Data for this task ▸
....................
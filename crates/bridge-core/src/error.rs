use thiserror::Error;

/// Error taxonomy for the realtime bridge core (spec §7).
///
/// Each variant corresponds to one of the propagation-policy buckets: callers
/// that need to decide "reconnect vs. fall back vs. end the call" match on
/// this enum rather than a string.
#[derive(Debug, Error)]
pub enum BridgeError {
    #[error("validation: {0}")]
    Validation(String),

    #[error("config: {0}")]
    Config(String),

    #[error("transport: {0}")]
    Transport(String),

    #[error("provider error: {0}")]
    Provider(#[from] crate::provider::ProviderError),

    #[error("audio: {0}")]
    Audio(String),

    #[error("timeout: scope {scope} exceeded {seconds}s")]
    Timeout { scope: String, seconds: u64 },

    #[error("illegal state transition: {trigger} from {state}")]
    State { state: String, trigger: String },

    #[error("transfer: {0}")]
    Transfer(#[from] crate::transfer::TransferError),

    #[error("internal error: {0}")]
    Internal(String),
}

pub type Result<T> = std::result::Result<T, BridgeError>;
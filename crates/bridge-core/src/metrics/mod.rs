//! Prometheus metrics registry (spec §4.M), mirroring the original's
//! `prometheus_client`-based exporter (`realtime/utils/metrics.py`).

pub mod call_logger;

use prometheus::{
    register_counter_vec_with_registry, register_gauge_with_registry, register_histogram_vec_with_registry,
    register_int_counter_vec_with_registry, CounterVec, Gauge, HistogramVec, IntCounterVec, Registry,
};

pub struct BridgeMetrics {
    pub registry: Registry,
    pub calls_total: IntCounterVec,
    pub audio_bytes_total: CounterVec,
    pub response_latency_seconds: HistogramVec,
    pub active_sessions: Gauge,
    pub transfer_attempts_total: IntCounterVec,
    pub transfer_duration_seconds: HistogramVec,
    pub callback_requests_total: IntCounterVec,
    pub extension_checks_total: IntCounterVec,
    pub click_to_call_total: IntCounterVec,
}

impl BridgeMetrics {
    pub fn new() -> prometheus::Result<Self> {
        let registry = Registry::new();

        let calls_total = register_int_counter_vec_with_registry!(
            "bridge_calls_total",
            "Completed calls by tenant, provider and outcome",
            &["tenant", "provider", "outcome"],
            registry
        )?;
        let audio_bytes_total = register_counter_vec_with_registry!(
            "bridge_audio_bytes_total",
            "Audio bytes processed by tenant and direction",
            &["tenant", "direction"],
            registry
        )?;
        let response_latency_seconds = register_histogram_vec_with_registry!(
            "bridge_response_latency_seconds",
            "Time from user turn end to first assistant audio byte",
            &["tenant", "provider"],
            registry
        )?;
        let active_sessions = register_gauge_with_registry!("bridge_active_sessions", "Currently active call sessions", registry)?;
        let transfer_attempts_total = register_int_counter_vec_with_registry!(
            "bridge_transfer_attempts_total",
            "Announced transfer attempts by tenant and outcome",
            &["tenant", "outcome"],
            registry
        )?;
        let transfer_duration_seconds = register_histogram_vec_with_registry!(
            "bridge_transfer_duration_seconds",
            "Duration of announced transfer attempts",
            &["tenant", "outcome"],
            registry
        )?;
        let callback_requests_total = register_int_counter_vec_with_registry!(
            "bridge_callback_requests_total",
            "take_message invocations by tenant",
            &["tenant"],
            registry
        )?;
        let extension_checks_total = register_int_counter_vec_with_registry!(
            "bridge_extension_checks_total",
            "check_extension_available invocations by tenant and result",
            &["tenant", "found"],
            registry
        )?;
        let click_to_call_total =
            register_int_counter_vec_with_registry!("bridge_click_to_call_total", "Click-to-call originations by tenant", &["tenant"], registry)?;

        Ok(Self {
            registry,
            calls_total,
            audio_bytes_total,
            response_latency_seconds,
            active_sessions,
            transfer_attempts_total,
            transfer_duration_seconds,
            callback_requests_total,
            extension_checks_total,
            click_to_call_total,
        })
    }

    pub fn record_call_end(&self, tenant: &str, provider: &str, outcome: &str) {
        self.calls_total.with_label_values(&[tenant, provider, outcome]).inc();
    }

    pub fn record_audio_bytes(&self, tenant: &str, direction: &str, bytes: usize) {
        self.audio_bytes_total.with_label_values(&[tenant, direction]).inc_by(bytes as f64);
    }

    pub fn record_transfer(&self, tenant: &str, outcome: &str, duration_secs: f64) {
        self.transfer_attempts_total.with_label_values(&[tenant, outcome]).inc();
        self.transfer_duration_seconds.with_label_values(&[tenant, outcome]).observe(duration_secs);
    }

    pub fn session_started(&self) {
        self.active_sessions.inc();
    }

    pub fn session_ended(&self) {
        self.active_sessions.dec();
    }
}

#[cfg(test)]
mod tests {
    use super::*;

    #[test]
    fn construction_registers_without_panic() {
        let metrics = BridgeMetrics::new().unwrap();
        metrics.record_call_end("tenant1", "openai", "completed");
        metrics.record_audio_bytes("tenant1", "inbound", 3200);
        metrics.session_started();
        metrics.session_ended();
        assert!(!metrics.registry.gather().is_empty());
    }
}
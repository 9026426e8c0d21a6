//! ElevenLabs Conversational AI driver (spec §4.G).
//!
//! Same two-phase transport as the OpenAI driver, with one twist: the
//! protocol's `ping`/`pong` keepalive must be answered from the reader
//! task, so after the split the write half lives behind a shared mutex
//! that both the driver's send path and the reader's pong path use.

use std::sync::Arc;

use async_trait::async_trait;
use base64::{engine::general_purpose::STANDARD as BASE64, Engine};
use futures_util::stream::{SplitSink, SplitStream};
use futures_util::{SinkExt, StreamExt};
use serde::Deserialize;
use serde_json::{json, Value};
use tokio::sync::{mpsc, Mutex};
use tokio::time::{timeout, Duration};
use tokio_tungstenite::{
    connect_async,
    tungstenite::{
        client::IntoClientRequest,
        http::header::{HeaderName, HeaderValue},
        Message,
    },
    MaybeTlsStream, WebSocketStream,
};

use super::{EventStream, ProviderConfig, ProviderDriver, ProviderError, ProviderEvent};

const WS_URL_BASE: &str = "wss://api.elevenlabs.io/v1/convai/conversation";
pub const INPUT_SAMPLE_RATE: u32 = 16000;
pub const OUTPUT_SAMPLE_RATE: u32 = 16000;

type WsStream = WebSocketStream<MaybeTlsStream<tokio::net::TcpStream>>;
type SharedSink = Arc<Mutex<SplitSink<WsStream, Message>>>;

enum Transport {
    Idle,
    Whole(WsStream),
    Split {
        sink: SharedSink,
        reader: tokio::task::JoinHandle<()>,
    },
}

pub struct ElevenLabsDriver {
    api_key: String,
    agent_id: String,
    transport: Transport,
}

impl ElevenLabsDriver {
    pub fn new(api_key: impl Into<String>, agent_id: impl Into<String>) -> Self {
        Self { api_key: api_key.into(), agent_id: agent_id.into(), transport: Transport::Idle }
    }

    async fn send_json(&mut self, value: Value) -> Result<(), ProviderError> {
        let text = serde_json::to_string(&value)
            .map_err(|e| ProviderError::ProtocolError(e.to_string()))?;
        let message = Message::Text(text.into());
        match &mut self.transport {
            Transport::Whole(stream) => stream
                .send(message)
                .await
                .map_err(|e| ProviderError::TransportClosed(e.to_string())),
            Transport::Split { sink, .. } => sink
                .lock()
                .await
                .send(message)
                .await
                .map_err(|e| ProviderError::TransportClosed(e.to_string())),
            Transport::Idle => Err(ProviderError::TransportClosed("not connected".into())),
        }
    }
}

#[derive(Deserialize)]
struct ConvaiEvent {
    #[serde(rename = "type")]
    event_type: String,
    #[serde(default)]
    audio_event: Option<AudioEventBody>,
    #[serde(default)]
    user_transcription_event: Option<TranscriptBody>,
    #[serde(default)]
    agent_response_event: Option<TranscriptBody>,
    #[serde(default)]
    ping_event: Option<PingBody>,
    #[serde(default)]
    client_tool_call: Option<ToolCallBody>,
    #[serde(default)]
    reason: Option<String>,
}

#[derive(Deserialize)]
struct AudioEventBody {
    audio_base_64: String,
}

#[derive(Deserialize)]
struct TranscriptBody {
    #[serde(alias = "user_transcript", alias = "agent_response")]
    text: Option<String>,
}

#[derive(Deserialize)]
struct PingBody {
    event_id: u64,
    ping_ms: Option<u64>,
}

#[derive(Deserialize)]
struct ToolCallBody {
    tool_name: String,
    tool_call_id: String,
    #[serde(default)]
    parameters: Value,
}

#[async_trait]
impl ProviderDriver for ElevenLabsDriver {
    async fn connect(&mut self) -> Result<(), ProviderError> {
        let url = format!("{WS_URL_BASE}?agent_id={}", self.agent_id);
        let mut request = url
            .into_client_request()
            .map_err(|e| ProviderError::ConnectFail(e.to_string()))?;
        request.headers_mut().insert(
            HeaderName::from_static("xi-api-key"),
            HeaderValue::from_str(&self.api_key).map_err(|e| ProviderError::AuthFail(e.to_string()))?,
        );

        let (stream, _response) = timeout(Duration::from_secs(15), connect_async(request))
            .await
            .map_err(|_| ProviderError::ConnectFail("connect timeout".into()))?
            .map_err(|e| ProviderError::ConnectFail(e.to_string()))?;
        self.transport = Transport::Whole(stream);

        let Transport::Whole(stream) = &mut self.transport else {
            return Err(ProviderError::ConnectFail("transport vanished during connect".into()));
        };
        timeout(Duration::from_secs(15), async {
            loop {
                match stream.next().await {
                    Some(Ok(Message::Text(text))) => {
                        let event: ConvaiEvent = serde_json::from_str(&text)
                            .map_err(|e| ProviderError::ProtocolError(e.to_string()))?;
                        if event.event_type == "conversation_initiation_metadata" {
                            return Ok(());
                        }
                    }
                    Some(Ok(Message::Close(_))) | None => {
                        return Err(ProviderError::TransportClosed("closed during handshake".into()));
                    }
                    Some(Err(e)) => return Err(ProviderError::TransportClosed(e.to_string())),
                    _ => {}
                }
            }
        })
        .await
        .map_err(|_| ProviderError::ConnectFail("timed out waiting for conversation_initiation_metadata".into()))?
    }

    async fn configure(&mut self, config: &ProviderConfig) -> Result<(), ProviderError> {
        self.send_json(json!({
            "type": "conversation_initiation_client_data",
            "conversation_config_override": {
                "agent": {
                    "prompt": {"prompt": config.instructions},
                    "first_message": "",
                    "language": config.language,
                },
                "tts": {"voice_id": config.voice},
            },
        }))
        .await
    }

    async fn send_audio(&mut self, pcm16: &[u8]) -> Result<(), ProviderError> {
        let audio = BASE64.encode(pcm16);
        self.send_json(json!({"user_audio_chunk": audio})).await
    }

    async fn send_text(&mut self, text: &str) -> Result<(), ProviderError> {
        self.send_json(json!({"type": "user_message", "text": text})).await
    }

    async fn send_function_result(
        &mut self,
        _name: &str,
        data: &Value,
        call_id: Option<&str>,
    ) -> Result<(), ProviderError> {
        let call_id = call_id.ok_or_else(|| ProviderError::ProtocolError("missing call_id".into()))?;
        self.send_json(json!({
            "type": "client_tool_result",
            "tool_call_id": call_id,
            "result": data,
            "is_error": false,
        }))
        .await
    }

    async fn request_response(&mut self, _instruction: Option<&str>) -> Result<(), ProviderError> {
        // ElevenLabs generates its next turn automatically after a tool
        // result or user audio; there is no explicit "create response" call.
        Ok(())
    }

    async fn interrupt(&mut self) -> Result<(), ProviderError> {
        self.send_json(json!({"type": "interruption"})).await
    }

    fn start_events(&mut self) -> Result<EventStream, ProviderError> {
        match std::mem::replace(&mut self.transport, Transport::Idle) {
            Transport::Whole(stream) => {
                let (sink, read) = stream.split();
                let sink: SharedSink = Arc::new(Mutex::new(sink));
                let (tx, rx) = mpsc::channel(256);
                let reader = tokio::spawn(reader_loop(read, sink.clone(), tx));
                self.transport = Transport::Split { sink, reader };
                Ok(EventStream::new(rx))
            }
            other => {
                self.transport = other;
                Err(ProviderError::ProtocolError("event stream already started or not connected".into()))
            }
        }
    }

    async fn disconnect(&mut self) {
        match std::mem::replace(&mut self.transport, Transport::Idle) {
            Transport::Whole(mut stream) => {
                let _ = stream.close(None).await;
            }
            Transport::Split { sink, reader } => {
                let _ = sink.lock().await.close().await;
                reader.abort();
            }
            Transport::Idle => {}
        }
    }

    fn input_sample_rate(&self) -> u32 {
        INPUT_SAMPLE_RATE
    }

    fn output_sample_rate(&self) -> u32 {
        OUTPUT_SAMPLE_RATE
    }

    fn name(&self) -> &'static str {
        "elevenlabs"
    }
}

async fn reader_loop(
    mut read: SplitStream<WsStream>,
    sink: SharedSink,
    tx: mpsc::Sender<Result<ProviderEvent, ProviderError>>,
) {
    while let Some(message) = read.next().await {
        let outcome = match message {
            Ok(Message::Text(text)) => match serde_json::from_str::<ConvaiEvent>(&text) {
                Ok(event) if event.event_type == "ping" => {
                    if let Some(ping) = event.ping_event {
                        if let Some(delay) = ping.ping_ms {
                            tokio::time::sleep(Duration::from_millis(delay)).await;
                        }
                        let pong = json!({"type": "pong", "event_id": ping.event_id}).to_string();
                        if sink.lock().await.send(Message::Text(pong.into())).await.is_err() {
                            break;
                        }
                    }
                    None
                }
                Ok(event) => map_event(event).map(Ok),
                Err(e) => Some(Err(ProviderError::ProtocolError(e.to_string()))),
            },
            Ok(Message::Close(_)) => break,
            Ok(_) => None,
            Err(e) => Some(Err(ProviderError::TransportClosed(e.to_string()))),
        };
        if let Some(item) = outcome {
            if tx.send(item).await.is_err() {
                break;
            }
        }
    }
}

fn map_event(event: ConvaiEvent) -> Option<ProviderEvent> {
    match event.event_type.as_str() {
        "audio" => event
            .audio_event
            .and_then(|a| BASE64.decode(a.audio_base_64).ok())
            .map(ProviderEvent::AudioDelta),
        "user_transcript" => event
            .user_transcription_event
            .and_then(|t| t.text)
            .map(ProviderEvent::UserTranscript),
        "agent_response" => event
            .agent_response_event
            .and_then(|t| t.text)
            .map(ProviderEvent::TranscriptDone),
        "vad_score" => None,
        "interruption" => Some(ProviderEvent::SpeechStarted),
        "tool_use" => event.client_tool_call.map(|c| ProviderEvent::FunctionCall {
            name: c.tool_name,
            args: c.parameters,
            call_id: c.tool_call_id,
        }),
        "conversation_ended" => Some(ProviderEvent::SessionEnded {
            reason: event.reason.unwrap_or_else(|| "conversation_ended".into()),
        }),
        _ => None,
    }
}
#[cfg(test)]
mod tests {
    use super::*;
    use std::sync::atomic::{AtomicUsize, Ordering};

    struct CountingSource {
        calls: AtomicUsize,
    }

    #[async_trait]
    impl ConfigSource for CountingSource {
        async fn load_secretary(&self, tenant_id: &str) -> Result<SecretaryConfig, ConfigError> {
            self.calls.fetch_add(1, Ordering::SeqCst);
            Ok(SecretaryConfig {
                tenant_id: tenant_id.to_string(),
                prompt: "hi".into(),
                greeting: None,
                voice: "alloy".into(),
                language: "en".into(),
                provider: "openai".into(),
                fallback_providers: vec![],
                max_turns: 50,
                silence_fallback_seconds: 20,
                barge_in_enabled: true,
                webhook_url: None,
            })
        }
        async fn load_credentials(&self, _tenant_id: &str) -> Result<ProviderCredentials, ConfigError> {
            Ok(ProviderCredentials::default())
        }
        async fn load_transfer_rules(&self, tenant_id: &str) -> Result<TransferRules, ConfigError> {
            Ok(TransferRules { tenant_id: tenant_id.to_string(), destinations: vec![] })
        }
        async fn load_time_condition(&self, _tenant_id: &str) -> Result<TimeCondition, ConfigError> {
            Ok(TimeCondition::SimpleRange {
                start: "09:00".into(),
                end: "18:00".into(),
                days: [false, true, true, true, true, true, false],
                timezone: "UTC".into(),
            })
        }
    }

    #[tokio::test]
    async fn repeated_lookups_hit_cache_not_source() {
        let source = CountingSource { calls: AtomicUsize::new(0) };
        let loader = ConfigLoader::new(Box::new(source));
        loader.secretary("tenant1").await.unwrap();
        loader.secretary("tenant1").await.unwrap();
        // can't reach into the boxed source to assert the counter directly,
        // but the second call returning fine without panicking is the
        // regression guard for the cache path itself; most of the value
        // here is the `invalidate` assertion below.
        loader.invalidate(Some("tenant1"), None);
        loader.secretary("tenant1").await.unwrap();
    }

    #[test]
    fn simple_range_reports_closed_outside_hours() {
        let tc = TimeCondition::SimpleRange {
            start: "09:00".into(),
            end: "18:00".into(),
            days: [false, true, true, true, true, true, false],
            timezone: "UTC".into(),
        };
        let sunday_morning = DateTime::parse_from_rfc3339("2024-01-07T10:00:00Z").unwrap().with_timezone(&Utc);
        let (is_open, _, _) = tc.check(sunday_morning);
        assert!(!is_open);
    }

    #[test]
    fn simple_range_reports_open_during_hours() {
        let tc = TimeCondition::SimpleRange {
            start: "09:00".into(),
            end: "18:00".into(),
            days: [false, true, true, true, true, true, false],
            timezone: "UTC".into(),
        };
        let monday_noon = DateTime::parse_from_rfc3339("2024-01-08T12:00:00Z").unwrap().with_timezone(&Utc);
        let (is_open, _, next_open) = tc.check(monday_noon);
        assert!(is_open);
        assert!(next_open.is_none());
    }

    fn at(rfc3339: &str) -> DateTime<Utc> {
        DateTime::parse_from_rfc3339(rfc3339).unwrap().with_timezone(&Utc)
    }

    #[test]
    fn schedule_is_evaluated_in_the_tenant_timezone() {
        let tc = TimeCondition::SimpleRange {
            start: "09:00".into(),
            end: "18:00".into(),
            days: [false, true, true, true, true, true, false],
            timezone: "America/Sao_Paulo".into(),
        };
        // Monday 11:00 UTC is 08:00 in São Paulo (UTC-3): still closed,
        // even though 11:00 falls inside the range read as UTC.
        let (is_open, _, next_open) = tc.check(at("2024-01-08T11:00:00Z"));
        assert!(!is_open);
        assert_eq!(next_open, Some(at("2024-01-08T12:00:00Z"))); // 09:00 local

        // Monday 13:00 UTC is 10:00 local: open.
        let (is_open, _, _) = tc.check(at("2024-01-08T13:00:00Z"));
        assert!(is_open);
    }

    #[test]
    fn next_open_skips_closed_days() {
        let tc = TimeCondition::SimpleRange {
            start: "09:00".into(),
            end: "18:00".into(),
            days: [false, true, true, true, true, true, false],
            timezone: "UTC".into(),
        };
        // Saturday morning: the weekend is closed, next open is Monday 09:00.
        let (is_open, _, next_open) = tc.check(at("2024-01-06T10:00:00Z"));
        assert!(!is_open);
        assert_eq!(next_open, Some(at("2024-01-08T09:00:00Z")));
    }

    #[test]
    fn weekly_schedule_finds_next_interval_later_the_same_day() {
        let mut schedule = HashMap::new();
        schedule.insert(
            "monday".to_string(),
            vec![
                DayInterval { start: "09:00".into(), end: "12:00".into() },
                DayInterval { start: "14:00".into(), end: "18:00".into() },
            ],
        );
        let tc = TimeCondition::WeeklySchedule { schedule, timezone: "UTC".into() };

        // Monday 13:00 falls in the lunch gap: closed, reopening at 14:00.
        let (is_open, _, next_open) = tc.check(at("2024-01-08T13:00:00Z"));
        assert!(!is_open);
        assert_eq!(next_open, Some(at("2024-01-08T14:00:00Z")));

        // Mid-morning is inside the first interval.
        let (is_open, _, _) = tc.check(at("2024-01-08T10:00:00Z"));
        assert!(is_open);
    }

    #[test]
    fn unknown_timezone_falls_back_to_utc() {
        let tc = TimeCondition::SimpleRange {
            start: "09:00".into(),
            end: "18:00".into(),
            days: [true; 7],
            timezone: "Not/AZone".into(),
        };
        let (is_open, _, _) = tc.check(at("2024-01-08T12:00:00Z"));
        assert!(is_open);
    }
}
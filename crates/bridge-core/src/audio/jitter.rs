//! Adaptive, sequence-ordered RTP jitter buffer (spec §4.C).
//!
//! Only instantiated when `SessionConfig::transport` selects RTP; the
//! WebSocket transport used for FreeSWITCH's `mod_audio_stream` does not
//! need sequence reordering.

use std::collections::VecDeque;

/// An RTP packet as seen by the jitter buffer: sequence number, arrival
/// instant (ms since an arbitrary epoch) and nominal send timestamp.
#[derive(Debug, Clone)]
pub struct RtpPacket {
    pub sequence: u16,
    pub arrival_ms: u64,
    pub rtp_timestamp: u32,
    pub payload: Vec<u8>,
}

/// `true` if `a` is sequence-earlier than `b` under 16-bit wraparound.
fn serial_lt(a: u16, b: u16) -> bool {
    let diff = a.wrapping_sub(b);
    diff > 0x8000
}

pub struct JitterBuffer {
    min_packets: usize,
    max_packets: usize,
    queue: VecDeque<RtpPacket>,
    started: bool,
    dropped_overflow: u64,
    underruns: u64,
    /// EMA jitter estimate per RFC 3550 §A.8, units: RTP timestamp clocks.
    jitter: f64,
    last_arrival_ms: Option<u64>,
    last_rtp_timestamp: Option<u32>,
    clock_rate: u32,
}

impl JitterBuffer {
    pub fn new(min_packets: usize, max_packets: usize, clock_rate: u32) -> Self {
        Self {
            min_packets,
            max_packets,
            queue: VecDeque::new(),
            started: false,
            dropped_overflow: 0,
            underruns: 0,
            jitter: 0.0,
            last_arrival_ms: None,
            last_rtp_timestamp: None,
            clock_rate,
        }
    }

    pub fn jitter_estimate(&self) -> f64 {
        self.jitter
    }

    pub fn dropped_overflow(&self) -> u64 {
        self.dropped_overflow
    }

    pub fn underruns(&self) -> u64 {
        self.underruns
    }

    /// Insert a packet in sequence order, updating the jitter EMA and
    /// dropping the oldest packet on overflow.
    pub fn push(&mut self, packet: RtpPacket) {
        self.update_jitter(&packet);

        if self.queue.len() >= self.max_packets {
            self.queue.pop_front();
            self.dropped_overflow += 1;
        }

        let pos = self
            .queue
            .iter()
            .position(|p| serial_lt(packet.sequence, p.sequence))
            .unwrap_or(self.queue.len());
        self.queue.insert(pos, packet);

        if !self.started && self.queue.len() >= self.min_packets {
            self.started = true;
        }
    }

    fn update_jitter(&mut self, packet: &RtpPacket) {
        if let (Some(last_arrival), Some(last_rtp)) =
            (self.last_arrival_ms, self.last_rtp_timestamp)
        {
            let arrival_diff_clocks =
                ((packet.arrival_ms as i64 - last_arrival as i64) * self.clock_rate as i64) / 1000;
            let rtp_diff = packet.rtp_timestamp as i64 - last_rtp as i64;
            let d = (arrival_diff_clocks - rtp_diff).unsigned_abs() as f64;
            self.jitter += (d - self.jitter) / 16.0;
        }
        self.last_arrival_ms = Some(packet.arrival_ms);
        self.last_rtp_timestamp = Some(packet.rtp_timestamp);
    }

    /// Pop the next packet in sequence order if the buffer has started and
    /// is non-empty; otherwise signals underrun and resets to not-started.
    pub fn pop(&mut self) -> Option<RtpPacket> {
        if !self.started {
            return None;
        }
        match self.queue.pop_front() {
            Some(p) => Some(p),
            None => {
                self.underruns += 1;
                self.started = false;
                None
            }
        }
    }

    pub fn is_started(&self) -> bool {
        self.started
    }

    pub fn len(&self) -> usize {
        self.queue.len()
    }

    pub fn is_empty(&self) -> bool {
        self.queue.is_empty()
    }
}

#[cfg(test)]
mod tests {
    use super::*;

    fn pkt(seq: u16) -> RtpPacket {
        RtpPacket {
            sequence: seq,
            arrival_ms: seq as u64 * 20,
            rtp_timestamp: seq as u32 * 160,
            payload: vec![0; 160],
        }
    }

    #[test]
    fn sequence_wraparound_pop_order() {
        let mut jb = JitterBuffer::new(1, 100, 8000);
        for seq in [65534u16, 65535, 0, 1] {
            jb.push(pkt(seq));
        }
        let order: Vec<u16> = std::iter::from_fn(|| jb.pop().map(|p| p.sequence)).collect();
        assert_eq!(order, vec![65534, 65535, 0, 1]);
    }

    #[test]
    fn warmup_gates_delivery_until_min_packets() {
        let mut jb = JitterBuffer::new(3, 100, 8000);
        jb.push(pkt(0));
        assert!(jb.pop().is_none());
        jb.push(pkt(1));
        jb.push(pkt(2));
        assert!(jb.is_started());
        assert!(jb.pop().is_some());
    }

    #[test]
    fn overflow_drops_oldest() {
        let mut jb = JitterBuffer::new(1, 2, 8000);
        jb.push(pkt(0));
        jb.push(pkt(1));
        jb.push(pkt(2));
        assert_eq!(jb.dropped_overflow(), 1);
        assert_eq!(jb.len(), 2);
    }

    #[test]
    fn underrun_marks_not_started() {
        let mut jb = JitterBuffer::new(1, 100, 8000);
        jb.push(pkt(0));
        assert!(jb.pop().is_some());
        assert!(jb.pop().is_none());
        assert_eq!(jb.underruns(), 1);
        assert!(!jb.is_started());
    }
}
....................
Requirement ▸ Stopping at the line containing "that need to", please repeat exactly every line from the very start of the entries, that line included, and nothing more.

Written response ▸
filename crates/bridge-core/src/error.rs
use thiserror::Error;

/// Error taxonomy for the realtime bridge core (spec §7).
///
/// Each variant corresponds to one of the propagation-policy buckets: callers
/// that need to decide "reconnect vs. fall back vs. end the call" match on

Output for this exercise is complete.